_PROBLEM TO SOLVE_
What lines of the material below include the string "title"? Copy all of them.

_PROVIDED ENTRIES_
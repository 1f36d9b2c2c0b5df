//! CLI route: run context and the single command dispatch table.

use crate::config::{ConfigLoader, WriterConfig};
use crate::error::ApiError;
use crate::orchestrator::ArticleGenerator;
use crate::quality;
use crate::types::{ArticleType, GenerationRequest};
use std::path::PathBuf;
use tracing::info;

use crate::cli::output::{format_generation_output, format_status_text};
use crate::cli::parse::Commands;

/// Runtime context for CLI execution: loaded configuration and the generator.
pub struct RunContext {
    config: WriterConfig,
    generator: ArticleGenerator,
}

impl RunContext {
    /// Load configuration and build the generator.
    pub fn new(config_path: Option<PathBuf>) -> Result<Self, ApiError> {
        let config = ConfigLoader::load(config_path.as_deref())?;
        Ok(Self::from_config(config))
    }

    pub fn from_config(config: WriterConfig) -> Self {
        let generator = ArticleGenerator::new(&config);
        Self { config, generator }
    }

    pub fn config(&self) -> &WriterConfig {
        &self.config
    }

    pub fn execute(&self, command: &Commands) -> Result<String, ApiError> {
        match command {
            Commands::Generate {
                keyword,
                title,
                article_type,
                quality,
            } => self.handle_generate(keyword, title, article_type.as_deref(), *quality),
            Commands::Status { format } => self.handle_status(format),
        }
    }

    fn handle_generate(
        &self,
        keyword: &str,
        title: &str,
        article_type: Option<&str>,
        with_quality: bool,
    ) -> Result<String, ApiError> {
        let request =
            GenerationRequest::new(keyword, title, ArticleType::parse_lenient(article_type))?;

        let rt = tokio::runtime::Runtime::new()
            .map_err(|e| ApiError::ConfigError(format!("Failed to create runtime: {}", e)))?;
        let outcome = rt.block_on(self.generator.generate(&request));
        info!(source = ?outcome.source, "Article ready");

        let report = with_quality
            .then(|| quality::analyze(&outcome.payload.content, request.primary_keyword()));
        format_generation_output(&outcome, report.as_ref())
    }

    fn handle_status(&self, format: &str) -> Result<String, ApiError> {
        let status = self.generator.provider_status();
        match format {
            "json" => serde_json::to_string_pretty(&status)
                .map_err(|e| ApiError::ConfigError(format!("Failed to serialize status: {}", e))),
            "text" => Ok(format_status_text(&status)),
            other => Err(ApiError::InvalidRequest(format!(
                "Unknown status format '{}', expected text or json",
                other
            ))),
        }
    }
}
//! Gemini `generateContent` client.
//!
//! One POST per prompt. The prompt is the sole user turn, generation
//! parameters are fixed, and every safety category is set to `BLOCK_NONE`.

use super::{build_provider_http_client, map_http_error, status_error, GenerationProvider};
use crate::error::ProviderError;
use crate::types::RawGenerationResponse;
use async_trait::async_trait;
use reqwest::Client;
use serde::{Deserialize, Serialize};
use std::time::Duration;
use tracing::{debug, error, info};

pub const DEFAULT_ENDPOINT: &str = "https://generativelanguage.googleapis.com/v1beta/models";
pub const DEFAULT_MODEL: &str = "gemini-1.5-flash";

const TEMPERATURE: f32 = 0.7;
const MAX_OUTPUT_TOKENS: u32 = 8000;
const TOP_P: f32 = 0.95;
const TOP_K: u32 = 40;

const SAFETY_CATEGORIES: [&str; 4] = [
    "HARM_CATEGORY_DANGEROUS_CONTENT",
    "HARM_CATEGORY_HARASSMENT",
    "HARM_CATEGORY_HATE_SPEECH",
    "HARM_CATEGORY_SEXUALLY_EXPLICIT",
];

#[derive(Debug, Clone, Serialize)]
pub(crate) struct GenerateContentRequest {
    contents: Vec<Content>,
    #[serde(rename = "generationConfig")]
    generation_config: GenerationConfig,
    #[serde(rename = "safetySettings")]
    safety_settings: Vec<SafetySetting>,
}

#[derive(Debug, Clone, Serialize, Deserialize)]
struct Content {
    #[serde(default)]
    parts: Option<Vec<Part>>,
}

#[derive(Debug, Clone, Serialize, Deserialize)]
struct Part {
    #[serde(default)]
    text: Option<String>,
}

#[derive(Debug, Clone, Serialize)]
#[serde(rename_all = "camelCase")]
struct GenerationConfig {
    temperature: f32,
    max_output_tokens: u32,
    top_p: f32,
    top_k: u32,
}

#[derive(Debug, Clone, Serialize)]
struct SafetySetting {
    category: &'static str,
    threshold: &'static str,
}

#[derive(Debug, Deserialize)]
pub(crate) struct GenerateContentResponse {
    #[serde(default)]
    candidates: Option<Vec<Candidate>>,
}

#[derive(Debug, Deserialize)]
struct Candidate {
    #[serde(default)]
    content: Option<Content>,
}

impl GenerateContentRequest {
    pub(crate) fn for_prompt(prompt: &str) -> Self {
        Self {
            contents: vec![Content {
                parts: Some(vec![Part {
                    text: Some(prompt.to_string()),
                }]),
            }],
            generation_config: GenerationConfig {
                temperature: TEMPERATURE,
                max_output_tokens: MAX_OUTPUT_TOKENS,
                top_p: TOP_P,
                top_k: TOP_K,
            },
            safety_settings: SAFETY_CATEGORIES
                .into_iter()
                .map(|category| SafetySetting {
                    category,
                    threshold: "BLOCK_NONE",
                })
                .collect(),
        }
    }
}

/// Read the first candidate's first text part.
pub(crate) fn extract_text(
    response: GenerateContentResponse,
) -> Result<RawGenerationResponse, ProviderError> {
    let candidate = response
        .candidates
        .and_then(|c| c.into_iter().next())
        .ok_or(ProviderError::EmptyResponse)?;

    candidate
        .content
        .and_then(|c| c.parts)
        .and_then(|parts| parts.into_iter().next())
        .and_then(|part| part.text)
        .map(RawGenerationResponse::new)
        .ok_or_else(|| {
            ProviderError::MalformedResponse("candidate has no content text part".to_string())
        })
}

/// Gemini provider client
pub struct GeminiClient {
    client: Client,
    model: String,
    api_key: String,
    endpoint: String,
    request_timeout: Duration,
}

impl GeminiClient {
    pub fn new(
        model: String,
        api_key: String,
        endpoint: Option<String>,
        connect_timeout: Duration,
        request_timeout: Duration,
    ) -> Result<Self, ProviderError> {
        let client = build_provider_http_client(connect_timeout, request_timeout)?;
        let endpoint = endpoint
            .unwrap_or_else(|| DEFAULT_ENDPOINT.to_string())
            .trim_end_matches('/')
            .to_string();

        Ok(Self {
            client,
            model,
            api_key,
            endpoint,
            request_timeout,
        })
    }

    /// Endpoint URL without the key query parameter.
    pub fn request_url(&self) -> String {
        format!("{}/{}:generateContent", self.endpoint, self.model)
    }
}

#[async_trait]
impl GenerationProvider for GeminiClient {
    async fn generate(&self, prompt: &str) -> Result<RawGenerationResponse, ProviderError> {
        let url = self.request_url();
        info!(url = %url, model = %self.model, prompt_chars = prompt.len(), "Calling Gemini");

        let request = GenerateContentRequest::for_prompt(prompt);
        let response = self
            .client
            .post(&url)
            .query(&[("key", self.api_key.as_str())])
            .header("Content-Type", "application/json")
            .json(&request)
            .send()
            .await
            .map_err(|e| map_http_error(e, self.request_timeout))?;

        let status = response.status();
        let body = response
            .text()
            .await
            .map_err(|e| map_http_error(e, self.request_timeout))?;

        if !status.is_success() {
            error!(status = status.as_u16(), body = %body, "Gemini request failed");
            return Err(status_error(status.as_u16(), body));
        }

        let parsed: GenerateContentResponse = serde_json::from_str(&body).map_err(|e| {
            ProviderError::MalformedResponse(format!("Failed to parse response: {}", e))
        })?;

        let text = extract_text(parsed)?;
        debug!(response_chars = text.len(), "Gemini response received");
        Ok(text)
    }

    fn provider_name(&self) -> &str {
        "gemini"
    }

    fn model_name(&self) -> &str {
        &self.model
    }
}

_EXERCISE RESULT_
                title,
            } => self.handle_generate(keyword, title, article_type.as_deref(), *quality),
        title: &str,
            GenerationRequest::new(keyword, title, ArticleType::parse_lenient(article_type))?;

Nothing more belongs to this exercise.